Barbarin parla di una capacità dei due intellettuali di «non abolire le differenze di punti di vista totalmente legittimi, insieme all’unica preoccupazione di cercare, scoprire e servire la verità». Un esempio, il «dissenso» teologico del duo transalpino, eloquente nel rifiutare un certo «conformismo intellettuale o la formalizzazione teorica che pretendeva – afferma ancora il cardinale – di fare la sintesi di molteplici accenti e prospettive che invece arricchiscono la Tradizione vivente». Comunque i punti di disaccordo tra i due intellettuali cattolici non sono rari. Ad esempio la questione Teilhard de Chardin. Maritain aveva avuto per il teologo-cosmologo parole molto dure ne Il contadino della Garonna, mentre riconosceva a de Lubac (8 marzo 1967) di essere, rispetto al confratello gesuita, «vicino all’intimo della sua vita spirituale, e questo ispira un profondo rispetto per la fedeltà con la quale lei difende la memoria di Chardin. A me sono le sue idee, il suo sistema e la sua influenza intellettuale che preoccupano». Ancora: il 10 agosto 1969 è di nuovo Maritain a segnalare rispettosamente «un leggero dissenso» a de Lubac sul tema del credere in Dio e credere la Chiesa: «Credere nella Chiesa non mi pare impreciso e per nulla condannabile», afferma il filosofo a differenza delle posizioni del futuro porporato.

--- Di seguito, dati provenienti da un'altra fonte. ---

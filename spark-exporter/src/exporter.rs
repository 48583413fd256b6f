//! Scrape coordination: fetch from the Spark API, decode, apply to the registry.
//!
//! Pull model: there is no background timer. Every external metrics request
//! triggers one scrape cycle through [`Exporter::collect`]. Fetch and decode
//! run without holding any registry lock; only the final apply step writes.
//!
//! Error policy is freeze-on-error: when a fetch or decode fails, only the
//! `spark_up` gauge is replaced (with 0) and every other instrument keeps its
//! last-known series, so dashboards show the final state of a target that
//! went away instead of a cliff to nothing.

use std::sync::Arc;

use thiserror::Error;
use tokio::sync::Mutex;
use tracing::{debug, warn};

use crate::client::{FetchError, SparkClient};
use crate::config::{ConfigError, ExporterConfig};
use crate::metrics;
use crate::model::{self, ApplicationInfo, DecodeError};
use crate::registry::{MetricRegistry, ScrapeUpdate, Snapshot};

/// Why a scrape cycle failed. Fetch and decode failures behave identically
/// (`spark_up` 0, everything else frozen); the distinction only feeds the log.
#[derive(Debug, Error)]
pub enum ScrapeError {
    #[error("Fetch failed: {0}")]
    Fetch(#[from] FetchError),

    #[error("Decode failed: {0}")]
    Decode(#[from] DecodeError),
}

/// Collects Spark application stats from the configured URI and republishes
/// them as metric instruments.
pub struct Exporter {
    client: SparkClient,
    registry: MetricRegistry,
    scrape_lock: Mutex<()>,
}

/// Create a shareable exporter handle.
pub type SharedExporter = Arc<Exporter>;

impl Exporter {
    /// Create an exporter. Validates the configuration; any error here is
    /// fatal at startup.
    pub fn new(config: &ExporterConfig) -> Result<Self, ConfigError> {
        config.validate()?;

        let client = SparkClient::new(&config.spark_uri, config.spark_timeout)?;
        let registry = MetricRegistry::new(metrics::instruments());

        // spark_up reads 0 until the first scrape completes.
        let mut init = ScrapeUpdate::default();
        init.set(metrics::UP, Vec::new(), 0.0);
        registry.apply(init);

        Ok(Self {
            client,
            registry,
            scrape_lock: Mutex::new(()),
        })
    }

    /// Run one scrape cycle and return a consistent snapshot.
    ///
    /// Concurrent callers serialize on the scrape lock: a second caller waits
    /// for the in-flight scrape to finish, then runs its own fresh one.
    /// Applied updates are always whole scrapes, so no snapshot can mix label
    /// sets from different cycles.
    pub async fn collect(&self) -> Snapshot {
        let _scrape = self.scrape_lock.lock().await;

        match self.scrape().await {
            Ok(update) => self.registry.apply(update),
            Err(err) => {
                warn!("Scrape failed: {}", err);
                let mut update = ScrapeUpdate::default();
                update.set(metrics::UP, Vec::new(), 0.0);
                self.registry.apply(update);
            }
        }

        self.registry.snapshot()
    }

    /// Fetch and decode everything the instruments need. No registry lock is
    /// held while the network round-trips run.
    async fn scrape(&self) -> Result<ScrapeUpdate, ScrapeError> {
        let body = self.client.fetch_applications().await?;
        let mut applications = model::decode_applications(&body)?;

        for app in &mut applications {
            let body = self.client.fetch_executors(&app.id).await?;
            app.executors = model::decode_executors(&body)?;
        }

        debug!("Scraped {} application(s)", applications.len());
        Ok(stage(self.registry.begin_scrape(), &applications))
    }
}

/// Map decoded records onto staged instrument values.
fn stage(mut update: ScrapeUpdate, applications: &[ApplicationInfo]) -> ScrapeUpdate {
    update.set(metrics::UP, Vec::new(), 1.0);

    for app in applications {
        let app_labels = vec![app.id.clone()];

        update.set(
            metrics::APPLICATION_ATTEMPTS,
            app_labels.clone(),
            app.attempts.len() as f64,
        );

        // Attempts are listed newest first by the Spark API.
        let completed = app.attempts.first().is_some_and(|a| a.completed);
        update.set(
            metrics::APPLICATION_COMPLETED,
            app_labels.clone(),
            if completed { 1.0 } else { 0.0 },
        );

        update.set(metrics::APPLICATION_EXECUTORS, app_labels.clone(), 0.0);

        for executor in &app.executors {
            update.inc(metrics::APPLICATION_EXECUTORS, app_labels.clone(), 1.0);

            let labels = vec![executor.id.clone()];
            update.set(
                metrics::EXECUTOR_ACTIVE_TASKS,
                labels.clone(),
                executor.active_tasks as f64,
            );
            update.set(
                metrics::EXECUTOR_COMPLETED_TASKS,
                labels.clone(),
                executor.completed_tasks as f64,
            );
            update.set(
                metrics::EXECUTOR_FAILED_TASKS,
                labels.clone(),
                executor.failed_tasks as f64,
            );
            update.set(
                metrics::EXECUTOR_TOTAL_TASKS,
                labels.clone(),
                executor.total_tasks as f64,
            );
            update.set(
                metrics::EXECUTOR_MEMORY_USED,
                labels.clone(),
                executor.memory_used as f64,
            );
            update.set(
                metrics::EXECUTOR_DISK_USED,
                labels.clone(),
                executor.disk_used as f64,
            );
            update.set(
                metrics::EXECUTOR_MAX_MEMORY,
                labels.clone(),
                executor.max_memory as f64,
            );
            update.set(
                metrics::EXECUTOR_RDD_BLOCKS,
                labels.clone(),
                executor.rdd_blocks as f64,
            );
            update.set(
                metrics::EXECUTOR_TOTAL_DURATION,
                labels.clone(),
                executor.total_duration as f64,
            );
            update.set(
                metrics::EXECUTOR_TOTAL_INPUT_BYTES,
                labels.clone(),
                executor.total_input_bytes as f64,
            );
            update.set(
                metrics::EXECUTOR_TOTAL_SHUFFLE_READ,
                labels.clone(),
                executor.total_shuffle_read as f64,
            );
            update.set(
                metrics::EXECUTOR_TOTAL_SHUFFLE_WRITE,
                labels,
                executor.total_shuffle_write as f64,
            );
        }
    }

    update
}

#[cfg(test)]
mod tests {
    use super::*;
    use crate::model::{AttemptInfo, ExecutorInfo, ExecutorLogs};

    fn make_executor(id: &str, active: i64, completed: i64) -> ExecutorInfo {
        ExecutorInfo {
            id: id.to_string(),
            active_tasks: active,
            completed_tasks: completed,
            failed_tasks: 1,
            total_tasks: active + completed + 1,
            disk_used: 10,
            memory_used: 2048,
            max_memory: 4096,
            rdd_blocks: 2,
            total_duration: 5100,
            total_input_bytes: 65536,
            total_shuffle_read: 1024,
            total_shuffle_write: 512,
            host_port: "10.0.0.1:42585".to_string(),
            executor_logs: ExecutorLogs::default(),
        }
    }

    fn make_application(id: &str, executors: Vec<ExecutorInfo>) -> ApplicationInfo {
        ApplicationInfo {
            id: id.to_string(),
            name: "test app".to_string(),
            attempts: vec![AttemptInfo {
                completed: false,
                start_time: "2026-03-15T10:15:30.000GMT".to_string(),
                end_time: String::new(),
                spark_user: "spark".to_string(),
            }],
            executors,
        }
    }

    fn registry() -> MetricRegistry {
        MetricRegistry::new(metrics::instruments())
    }

    #[test]
    fn test_stage_executor_series() {
        let registry = registry();
        let apps = vec![make_application(
            "app-1",
            vec![make_executor("1", 3, 10), make_executor("2", 0, 5)],
        )];

        registry.apply(stage(registry.begin_scrape(), &apps));
        let snapshot = registry.snapshot();

        assert_eq!(snapshot.value(metrics::UP, &[]), Some(1.0));
        assert_eq!(snapshot.value(metrics::EXECUTOR_ACTIVE_TASKS, &["1"]), Some(3.0));
        assert_eq!(snapshot.value(metrics::EXECUTOR_ACTIVE_TASKS, &["2"]), Some(0.0));
        assert_eq!(snapshot.value(metrics::EXECUTOR_COMPLETED_TASKS, &["1"]), Some(10.0));
        assert_eq!(snapshot.value(metrics::EXECUTOR_COMPLETED_TASKS, &["2"]), Some(5.0));
        assert_eq!(snapshot.series_count(metrics::EXECUTOR_ACTIVE_TASKS), 2);
        assert_eq!(snapshot.value(metrics::EXECUTOR_MAX_MEMORY, &["1"]), Some(4096.0));
    }

    #[test]
    fn test_stage_application_series() {
        let registry = registry();
        let apps = vec![make_application("app-1", vec![make_executor("1", 0, 0)])];

        registry.apply(stage(registry.begin_scrape(), &apps));
        let snapshot = registry.snapshot();

        assert_eq!(snapshot.value(metrics::APPLICATION_ATTEMPTS, &["app-1"]), Some(1.0));
        assert_eq!(snapshot.value(metrics::APPLICATION_COMPLETED, &["app-1"]), Some(0.0));
        assert_eq!(snapshot.value(metrics::APPLICATION_EXECUTORS, &["app-1"]), Some(1.0));
    }

    #[test]
    fn test_stage_completed_reads_latest_attempt() {
        let registry = registry();
        let mut app = make_application("app-1", vec![]);
        app.attempts = vec![
            AttemptInfo {
                completed: true,
                ..Default::default()
            },
            AttemptInfo::default(),
        ];

        registry.apply(stage(registry.begin_scrape(), &[app]));
        let snapshot = registry.snapshot();

        assert_eq!(snapshot.value(metrics::APPLICATION_COMPLETED, &["app-1"]), Some(1.0));
        assert_eq!(snapshot.value(metrics::APPLICATION_ATTEMPTS, &["app-1"]), Some(2.0));
        assert_eq!(snapshot.value(metrics::APPLICATION_EXECUTORS, &["app-1"]), Some(0.0));
    }

    #[test]
    fn test_stage_empty_response_clears_everything() {
        let registry = registry();

        let apps = vec![make_application("app-1", vec![make_executor("1", 3, 10)])];
        registry.apply(stage(registry.begin_scrape(), &apps));

        registry.apply(stage(registry.begin_scrape(), &[]));
        let snapshot = registry.snapshot();

        assert_eq!(snapshot.value(metrics::UP, &[]), Some(1.0));
        assert_eq!(snapshot.series_count(metrics::EXECUTOR_ACTIVE_TASKS), 0);
        assert_eq!(snapshot.series_count(metrics::APPLICATION_ATTEMPTS), 0);
    }

    #[test]
    fn test_new_exporter_starts_down() {
        let exporter = Exporter::new(&ExporterConfig::default()).unwrap();

        let snapshot = exporter.registry.snapshot();
        assert_eq!(snapshot.value(metrics::UP, &[]), Some(0.0));
        assert_eq!(snapshot.series_count(metrics::EXECUTOR_ACTIVE_TASKS), 0);
    }

    #[test]
    fn test_new_exporter_rejects_bad_uri() {
        let config = ExporterConfig {
            spark_uri: "not a uri".to_string(),
            ..Default::default()
        };

        assert!(Exporter::new(&config).is_err());
    }
}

Fin qui la divergenze. Fu invece nel post-Concilio che i due giganti del pensiero cattolico si ritrovarono su posizioni consonanti: sintonia anticipata, quasi un prologo, nella prima lettera di de Lubac all’intellettuale «montiniano», missiva che pubblichiamo qui insieme a un messaggio più recente del filosofo. L’elogio del gesuita si riferisce alla condanna che Maritain aveva fatto della «guerra santa» nell’ambito del conflitto civile spagnolo: «A differenza di alcuni teologi, Maritain rifiutava l’idea che il concetto di “guerra santa” potesse giustificare il sostegno al generale Franco», annota il curatore Jean-Miguel Garrigues. Sono più tarde però le consonanze effettive tra i due corrispondenti. Nel 1970 il religioso confida al filosofo la sua approvazione per la denuncia di Maritan circa «l’abuso di assemblee, commissioni, comitati, uffici – di quello che si inizia a chiamare (che orrore!) lo strumento dell’episcopato! Bisogna assolutamente che qualche vescovo, dotato di una forte personalità, osi affrancarsene». Ma i due convergono nettamente soprattutto sul rischio di quella che de Lubac drammaticamente chiama (il 13 marzo 1967: il concilio si è concluso da soli 2 anni!) «un’apostasia collettiva». Anzi, ancor più forte risulta l’allarme dell’antico nouveau theologien, le cui intuizioni (soprattutto la ripresa dei Padri della Chiesa e il ritorno alle fonti del cristianesimo) erano state fatte proprie dal Concilio. Dopo la lettura de Il contadino della Garonna che, come noto, faceva trasparire l’amarezza del «progressista» Maritain per gli esiti (dolorosi) del post-Concliio, de Lubac afferma: «A mio umile avviso, la vostra diagnosi sulla crisi attuale non è abbastanza rigorosa: si tratta di qualcosa di ben più grave che di “sottigliezze” e di “follie”. Esiste un movimento di fondo, che, se gli si cede, ci condurrà in poco tempo all’apostasia collettiva».